4-5 potatoes, peeled and boiled in salt water 'til soft (optional)

Fry onions and garlic in oil until translucent, maybe a tiny bit brown. Throw in lamb, sear it 'til not pink anymore and all broken up. Add tomatoes, allspice, cinnamon, wine, and cook down 'til thick but not dry, maybe 20 min--1/2 hr. Taste and add salt/pepper a couple times.

Layer eggplant slices one slice deep, no overlap, on a lightly greased sheet and bake 400 deg/10 min each side; reserve. (Avoids frying eggplant after salting it; lighter and faster, still tastes good.) Slice potatoes (if using) thinly; reserve.

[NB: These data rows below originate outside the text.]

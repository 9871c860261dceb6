use super::{Config, config_dir};
use anyhow::{Context, Result};
use serde::Deserialize;
use std::path::Path;

/// `ignoredDirs` may be a single pattern or a list of them.
#[derive(Debug, Deserialize)]
#[serde(untagged)]
enum Patterns {
    One(String),
    Many(Vec<String>),
}

impl Patterns {
    fn into_vec(self) -> Vec<String> {
        match self {
            Self::One(pattern) => vec![pattern],
            Self::Many(patterns) => patterns,
        }
    }
}

/// On-disk shape of a config file before validation.
#[derive(Debug, Deserialize)]
#[serde(rename_all = "camelCase")]
struct RawConfig {
    #[serde(default)]
    root: String,
    #[serde(default)]
    base_name: String,
    #[serde(default)]
    save_path: String,
    #[serde(default)]
    ignored_dirs: Option<Patterns>,
}

/// Reads and validates the TOML config at `path`. A missing `savePath`
/// defaults to the directory holding the config file.
///
/// # Errors
///
/// Returns an error if the file cannot be read or parsed, or the values are
/// invalid.
pub fn parse_config_file(path: &Path) -> Result<Config> {
    let content = std::fs::read_to_string(path)
        .with_context(|| format!("Failed to read config file: {}", path.display()))?;
    parse_config_str(&content, || config_dir(path))
}

/// Parses TOML text. `default_save_path` is only called when the text has no
/// `savePath`.
///
/// # Errors
///
/// Returns an error if the TOML is malformed or the values are invalid.
pub fn parse_config_str(
    content: &str,
    default_save_path: impl FnOnce() -> String,
) -> Result<Config> {
    let raw: RawConfig = toml::from_str(content).context("Failed to parse TOML config")?;

    let save_path = if raw.save_path.trim().is_empty() {
        default_save_path()
    } else {
        raw.save_path
    };
    let ignored = raw.ignored_dirs.map(Patterns::into_vec).unwrap_or_default();

    Config::new(&raw.root, &raw.base_name, &save_path, &ignored)
}

#[cfg(test)]
mod tests {
    use super::*;
    use std::fs;
    use tempfile::TempDir;

    #[test]
    fn test_parse_full_config() -> Result<()> {
        let config = parse_config_str(
            r#"
root = "/data/photos"
baseName = "photos"
savePath = "/var/lib/yabrc"
ignoredDirs = ["\\.thumbnails$", "/tmp$"]
"#,
            || unreachable!(),
        )?;

        assert_eq!(config.root(), "/data/photos");
        assert_eq!(config.base_name(), "photos");
        assert_eq!(config.save_path(), "/var/lib/yabrc");
        assert!(config.ignore_dir("/data/photos/.thumbnails"));
        assert!(config.ignore_dir("/data/photos/tmp"));
        Ok(())
    }

    #[test]
    fn test_single_pattern_string() -> Result<()> {
        let config = parse_config_str(
            r#"
root = "/r"
baseName = "b"
savePath = "/s"
ignoredDirs = "skip"
"#,
            || unreachable!(),
        )?;
        assert!(config.ignore_dir("/r/skip"));
        Ok(())
    }

    #[test]
    fn test_missing_required_keys() {
        assert!(parse_config_str("baseName = \"b\"", || "/s".into()).is_err());
        assert!(parse_config_str("root = \"/r\"", || "/s".into()).is_err());
    }

    #[test]
    fn test_malformed_toml() {
        assert!(parse_config_str("root = ", || "/s".into()).is_err());
    }

    #[test]
    fn test_save_path_defaults_to_config_dir() -> Result<()> {
        let temp = TempDir::new()?;
        let config_path = temp.path().join("photos.toml");
        fs::write(&config_path, "root = \"/r\"\nbaseName = \"photos\"\n")?;

        let config = parse_config_file(&config_path)?;
        let expected = temp.path().to_string_lossy().replace('\\', "/");
        assert_eq!(config.save_path(), expected);
        Ok(())
    }

    #[test]
    fn test_missing_file() {
        assert!(parse_config_file(Path::new("/definitely/not/here.toml")).is_err());
    }
}
//! Path normalization shared by the index, the builder and the config.
//!
//! Index paths are plain strings using `/` as the separator, NFC normalized so
//! the same name written by different filesystems compares equal.

use unicode_normalization::UnicodeNormalization;

/// Replaces Windows `\` separators with `/`.
#[must_use]
pub fn to_slash(path: &str) -> String {
    path.replace('\\', "/")
}

/// Unicode NFC normalization.
#[must_use]
pub fn nfc(s: &str) -> String {
    s.nfc().collect()
}

/// Separator fix followed by NFC normalization.
#[must_use]
pub fn normalize(path: &str) -> String {
    nfc(&to_slash(path))
}

/// Lexically cleans a `/` separated path.
///
/// Repeated separators and `.` elements are removed and `..` elements are
/// resolved against the preceding element. A rooted path never climbs above
/// `/`. The empty path cleans to `.`.
#[must_use]
pub fn clean(path: &str) -> String {
    if path.is_empty() {
        return ".".to_string();
    }

    let rooted = path.starts_with('/');
    let mut parts: Vec<&str> = Vec::new();

    for part in path.split('/') {
        match part {
            "" | "." => {}
            ".." => {
                if parts.last().is_some_and(|p| *p != "..") {
                    parts.pop();
                } else if !rooted {
                    parts.push("..");
                }
            }
            _ => parts.push(part),
        }
    }

    let joined = parts.join("/");
    if rooted {
        format!("/{joined}")
    } else if joined.is_empty() {
        ".".to_string()
    } else {
        joined
    }
}

/// Last element of a `/` separated path, ignoring trailing separators.
#[must_use]
pub fn base_name(path: &str) -> &str {
    let trimmed = path.trim_end_matches('/');
    if trimmed.is_empty() {
        return if path.is_empty() { "." } else { "/" };
    }
    trimmed.rsplit('/').next().unwrap_or(trimmed)
}

/// Everything before the last element of a `/` separated path, or `""`.
#[must_use]
pub fn parent(path: &str) -> &str {
    path.rfind('/').map_or("", |i| &path[..=i])
}

/// Drops the first `chars` code points of `path`.
///
/// Counting code points rather than bytes keeps the remainder valid when the
/// prefix contains multi-byte UTF-8 sequences.
#[must_use]
pub fn strip_chars(path: &str, chars: usize) -> &str {
    path.char_indices()
        .nth(chars)
        .map_or("", |(offset, _)| &path[offset..])
}
use astra::{Body, ResponseBuilder};

use crate::errors::{AppError, ResultResp};

/// Return an XLSX workbook as a file download.
pub fn xlsx_response(buffer: Vec<u8>, filename: &str) -> ResultResp {
    let resp = ResponseBuilder::new()
        .status(200)
        .header(
            "Content-Type",
            "application/vnd.openxmlformats-officedocument.spreadsheetml.sheet",
        )
        .header(
            "Content-Disposition",
            format!("attachment; filename=\"{filename}\""),
        )
        .body(Body::new(buffer))
        .map_err(|_| AppError::Internal)?;

    Ok(resp)
}
pub mod case;
pub mod filter;
pub mod report;
pub mod summary;
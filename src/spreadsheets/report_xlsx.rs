use rust_xlsxwriter::Workbook;

use crate::domain::report::ReportTable;
use crate::domain::summary::CaseSummary;
use crate::errors::{AppError, ResultResp};
use crate::responses::xlsx_response;

/// Render a report table into a workbook download. The filtered report also
/// carries its outcome summary as a block under the table, mirroring the
/// layout of the office's printed reports.
pub fn export_report_xlsx(
    table: &ReportTable,
    summary: Option<&CaseSummary>,
    filename: &str,
) -> ResultResp {
    let mut workbook = Workbook::new();
    let worksheet = workbook.add_worksheet();

    let write_err = |what: &str, e: rust_xlsxwriter::XlsxError| {
        AppError::Xlsx(format!("failed to write {what}: {e}"))
    };

    for (col, header) in table.columns.iter().enumerate() {
        worksheet
            .write_string(0, col as u16, header)
            .map_err(|e| write_err("header", e))?;
    }

    for (i, row) in table.rows.iter().enumerate() {
        let r = (i + 1) as u32;
        for (col, cell) in row.iter().enumerate() {
            worksheet
                .write_string(r, col as u16, cell)
                .map_err(|e| write_err("row", e))?;
        }
    }

    if let Some(summary) = summary {
        // One blank row between the table and the summary block.
        let mut r = table.rows.len() as u32 + 2;
        worksheet
            .write_string(r, 0, "Summary")
            .map_err(|e| write_err("summary", e))?;

        let lines = [
            ("Settled", summary.settled),
            ("Not Settled", summary.not_settled),
            ("Not Fit", summary.not_fit),
            ("Pending", summary.pending),
        ];
        for (label, count) in lines {
            r += 1;
            worksheet
                .write_string(r, 0, label)
                .map_err(|e| write_err("summary", e))?;
            worksheet
                .write_number(r, 1, count as f64)
                .map_err(|e| write_err("summary", e))?;
        }
    }

    let buffer = workbook
        .save_to_buffer()
        .map_err(|e| AppError::Xlsx(format!("failed to save workbook: {e}")))?;

    xlsx_response(buffer, filename)
}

Melt butter and flour over low heat; add milk slowly and cook on low heat without boiling, stirring often, 'til it thickens up.

Grease 9x12 baking pan. If using potatoes, layer them first; if not, layer 1/2 of the eggplant. Add tomato/lamb. Layer the rest of the eggplant on top. Cover with white sauce. Maybe some grated cheese or sprinkled cinnamon on top. Bake 350 deg/40 min. Let cool maybe 10-15 min; then slice up and eat.

Leftovers work great as nuked lunch. And thank Prometheus...

2 comments:

Ruth said...

Peasant food is always the best. but aren't lamb entrails involved?

ProfWombat said...

Not if I can help it. I'd bet poor Greek peasants didn't cavil at the odd bit of less than ideal meat in there...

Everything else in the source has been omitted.